- Interior btree node updates are now journalled; removing the need for btree writes to be FUA
- Interior btree node updates are now fully transactional, we no longer have to do any metadata scanning after unclean shutdown
- Btree key cache code has been merged
- Major rework of journal replay finally finished
- Lots of bug fixing
So, some background:
Historically, the btree and the journal in bcache/bcachefs have been fairly separate entities; the btree has always been internally consistent on disk without anything from the journal, and the journal just contained updates to leaf nodes, and journal replay just meant redoing all those updates, in the same order as they occur in the journal.
The downside of this was that any time we updated an interior btree node (because we split or compacted a leaf node), we'd have to write out the update to the interior node right away - and it meant we had to use FUA (force unit access; it means bypass the write cache) for all btree node writes.
That's a disadvantage because consumer drives tend to either not support FUA (meaning it has to be emulated by the block layer with cache flushes), or they internally flush the whole cache when they receive a FUA write - or worse, have buggy FUA support. It turns out other filesystems have been bitten too by drives with buggy FUA support, and some of the bug reports I'd been seeing seemed to indicate that that was happening to us too, so several months ago I finally got around to a long contemplated project - journalling updates to interior btree nodes, not just leaf nodes.
The changes to the interior btree update code went pretty smoothly, as well as tweaking journal replay to replay updates to interior nodes first - but, at the time I missed the full implications of having to start the allocator threads before journal replay had made the btree consistent again. Oops.
So that took awhile to sort out - hence the long delay in updates; recovery from unclean shutdown was somewhat broken for quite awhile. But, at long last, it's finished: the last major piece required was merging in the btree key cache code, which I'd been working on for quite awhile but hadn't quite finished.
The btree key cache code acts as a write cache for the btree, for keys that are going to be updated frequently in a short span of time (e.g. inodes and keys in the alloc btree). Normally when we do a btree update, we update the journal and the btree at the same time - but there's no real requirement in e.g. the on disk format that we update the btree at the same time, the btree just has to be updated before releasing the pin on the relevant journal entry. This lets us skip the relatively expensive btree traversal, and helps with lock contention since a single btree leaf node can hold many keys.

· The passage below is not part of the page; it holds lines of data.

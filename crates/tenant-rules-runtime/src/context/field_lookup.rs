//! Field Lookup Utilities
//!
//! Helper functions for navigating nested values using dot-notation paths.
//! A miss at any segment yields `None` (undefined); lookups never fail.

use std::collections::HashMap;
use tenant_rules_core::Value;

/// Split a dotted path into segments
pub fn split_path(path: &str) -> Vec<&str> {
    path.split('.').collect()
}

/// Get nested value from a map following a dotted path
///
/// Object segments are looked up by key; array segments accept a numeric
/// index (`entity.items.0.price`). Any other step returns `None`.
pub fn get_nested_value<'a>(data: &'a HashMap<String, Value>, path: &str) -> Option<&'a Value> {
    let mut segments = path.split('.');
    let first = segments.next()?;

    let mut current = match data.get(first) {
        Some(v) => v,
        None => {
            tracing::debug!("Field not found: {}, treating as undefined", first);
            return None;
        }
    };

    for segment in segments {
        current = match step(current, segment) {
            Some(next) => next,
            None => {
                tracing::debug!(
                    "Cannot resolve '{}' in path '{}' on {} value, treating as undefined",
                    segment,
                    path,
                    current.type_name()
                );
                return None;
            }
        };
    }

    Some(current)
}

fn step<'a>(value: &'a Value, segment: &str) -> Option<&'a Value> {
    match value {
        Value::Object(map) => map.get(segment),
        Value::Array(items) => segment.parse::<usize>().ok().and_then(|i| items.get(i)),
        _ => None,
    }
}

This helps us with journal replay because it means the allocator threads can do their thing without actually updating the alloc btree - they just update keys in the btree write cache, which will be flushed back to the btree by journal reclaim; all we have to do now is not start journal reclaim until we've finished replaying all the updates to interior btree nodes.
So, with all that done, there should be some performance improvements due to both not doing FUA btree node writes anymore, and also having the btree key cache enabled for the alloc btree. It's not enabled for the inodes btree yet - that patch still needs a bit more work.
Next up: I think I'm going to see what I can get done with erasure coding.
And keep the bug reports coming!